§ WHAT THE TASK REQUIRES: Write out every line of the data below exactly as given.

§ DATA FOR PROCESSING:
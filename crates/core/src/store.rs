#![forbid(unsafe_code)]

use crate::criteria::Criterion;
use crate::ids::RecordId;
use crate::model::{Fields, Metadata};
use std::ops::ControlFlow;

/// Persistent storage for metadata records.
///
/// Reads stream through a visitor: the store opens its cursor, feeds records
/// to `visit` in a single forward pass and releases the cursor before
/// returning, whether the pass ran to the end, the visitor broke out, or a
/// row failed to decode. Writes take `&mut self`, so no write can be issued
/// while a scan is open.
pub trait RecordStore {
    type Error: std::error::Error + Send + Sync + 'static;

    fn scan(
        &self,
        criterion: &Criterion,
        visit: &mut dyn FnMut(Metadata) -> ControlFlow<()>,
    ) -> Result<(), Self::Error>;

    /// Inserts when `record` has no id, otherwise replaces the stored record
    /// with that id. Returns the record as stored.
    fn persist(&mut self, record: &Metadata) -> Result<Metadata, Self::Error>;

    /// Returns whether a record was removed.
    fn delete(&mut self, id: RecordId) -> Result<bool, Self::Error>;

    fn delete_where(&mut self, criterion: &Criterion) -> Result<usize, Self::Error>;

    /// Overwrites `values` on every matching record, leaving other fields as they are.
    fn update_where(&mut self, criterion: &Criterion, values: &Fields)
    -> Result<usize, Self::Error>;

    /// Streams ids of records whose task no longer exists.
    fn scan_dangling(
        &self,
        visit: &mut dyn FnMut(RecordId) -> ControlFlow<()>,
    ) -> Result<(), Self::Error>;

    fn query(&self, criterion: &Criterion) -> Result<Vec<Metadata>, Self::Error> {
        let mut out = Vec::new();
        self.scan(criterion, &mut |record| {
            out.push(record);
            ControlFlow::Continue(())
        })?;
        Ok(out)
    }
}
#![forbid(unsafe_code)]

pub(super) const SQL: &str = r#"

        CREATE TABLE IF NOT EXISTS tasks (
          id INTEGER PRIMARY KEY AUTOINCREMENT,
          title TEXT NOT NULL,
          created_at_ms INTEGER NOT NULL,
          updated_at_ms INTEGER NOT NULL
        );
"#;
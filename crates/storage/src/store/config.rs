#![forbid(unsafe_code)]

use serde::Deserialize;
use std::time::Duration;

const DEFAULT_DB_FILE_NAME: &str = "task_metadata.db";
const DEFAULT_BUSY_TIMEOUT_MS: u64 = 5_000;

/// Connection settings for [`SqliteStore`](super::SqliteStore).
///
/// Every field has a default, so an empty table deserializes to
/// `StoreConfig::default()`.
#[derive(Clone, Debug, PartialEq, Eq, Deserialize)]
#[serde(default)]
pub struct StoreConfig {
    /// Database file created inside the storage directory.
    pub db_file_name: String,
    pub busy_timeout_ms: u64,
    /// Write-ahead logging. Ignored for in-memory stores.
    pub wal: bool,
}

impl StoreConfig {
    pub fn busy_timeout(&self) -> Duration {
        Duration::from_millis(self.busy_timeout_ms)
    }
}

impl Default for StoreConfig {
    fn default() -> Self {
        Self {
            db_file_name: DEFAULT_DB_FILE_NAME.to_string(),
            busy_timeout_ms: DEFAULT_BUSY_TIMEOUT_MS,
            wal: true,
        }
    }
}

§ SOLUTION FOR THIS EXERCISE:
filename crates/core/src/store.rs
#![forbid(unsafe_code)]

use crate::criteria::Criterion;
use crate::ids::RecordId;
use crate::model::{Fields, Metadata};
use std::ops::ControlFlow;

/// Persistent storage for metadata records.
///
/// Reads stream through a visitor: the store opens its cursor, feeds records
/// to `visit` in a single forward pass and releases the cursor before
/// returning, whether the pass ran to the end, the visitor broke out, or a
/// row failed to decode. Writes take `&mut self`, so no write can be issued
/// while a scan is open.
pub trait RecordStore {
    type Error: std::error::Error + Send + Sync + 'static;

    fn scan(
        &self,
        criterion: &Criterion,
        visit: &mut dyn FnMut(Metadata) -> ControlFlow<()>,
    ) -> Result<(), Self::Error>;

    /// Inserts when `record` has no id, otherwise replaces the stored record
    /// with that id. Returns the record as stored.
    fn persist(&mut self, record: &Metadata) -> Result<Metadata, Self::Error>;

    /// Returns whether a record was removed.
    fn delete(&mut self, id: RecordId) -> Result<bool, Self::Error>;

    fn delete_where(&mut self, criterion: &Criterion) -> Result<usize, Self::Error>;

    /// Overwrites `values` on every matching record, leaving other fields as they are.
    fn update_where(&mut self, criterion: &Criterion, values: &Fields)
    -> Result<usize, Self::Error>;

    /// Streams ids of records whose task no longer exists.
    fn scan_dangling(
        &self,
        visit: &mut dyn FnMut(RecordId) -> ControlFlow<()>,
    ) -> Result<(), Self::Error>;

    fn query(&self, criterion: &Criterion) -> Result<Vec<Metadata>, Self::Error> {
        let mut out = Vec::new();
        self.scan(criterion, &mut |record| {
            out.push(record);
            ControlFlow::Continue(())
        })?;
        Ok(out)
    }
}
#![forbid(unsafe_code)]

pub(super) const SQL: &str = r#"

        CREATE TABLE IF NOT EXISTS tasks (
          id INTEGER PRIMARY KEY AUTOINCREMENT,
          title TEXT NOT NULL,
          created_at_ms INTEGER NOT NULL,
          updated_at_ms INTEGER NOT NULL
        );
"#;
filename crates/storage/src/store/config.rs
#![forbid(unsafe_code)]

use serde::Deserialize;
use std::time::Duration;

const DEFAULT_DB_FILE_NAME: &str = "task_metadata.db";
const DEFAULT_BUSY_TIMEOUT_MS: u64 = 5_000;

/// Connection settings for [`SqliteStore`](super::SqliteStore).
///
/// Every field has a default, so an empty table deserializes to
/// `StoreConfig::default()`.
#[derive(Clone, Debug, PartialEq, Eq, Deserialize)]
#[serde(default)]
pub struct StoreConfig {
    /// Database file created inside the storage directory.
    pub db_file_name: String,
    pub busy_timeout_ms: u64,
    /// Write-ahead logging. Ignored for in-memory stores.
    pub wal: bool,
}

impl StoreConfig {
    pub fn busy_timeout(&self) -> Duration {
        Duration::from_millis(self.busy_timeout_ms)
    }
}

impl Default for StoreConfig {
    fn default() -> Self {
        Self {
            db_file_name: DEFAULT_DB_FILE_NAME.to_string(),
            busy_timeout_ms: DEFAULT_BUSY_TIMEOUT_MS,
            wal: true,
        }
    }
}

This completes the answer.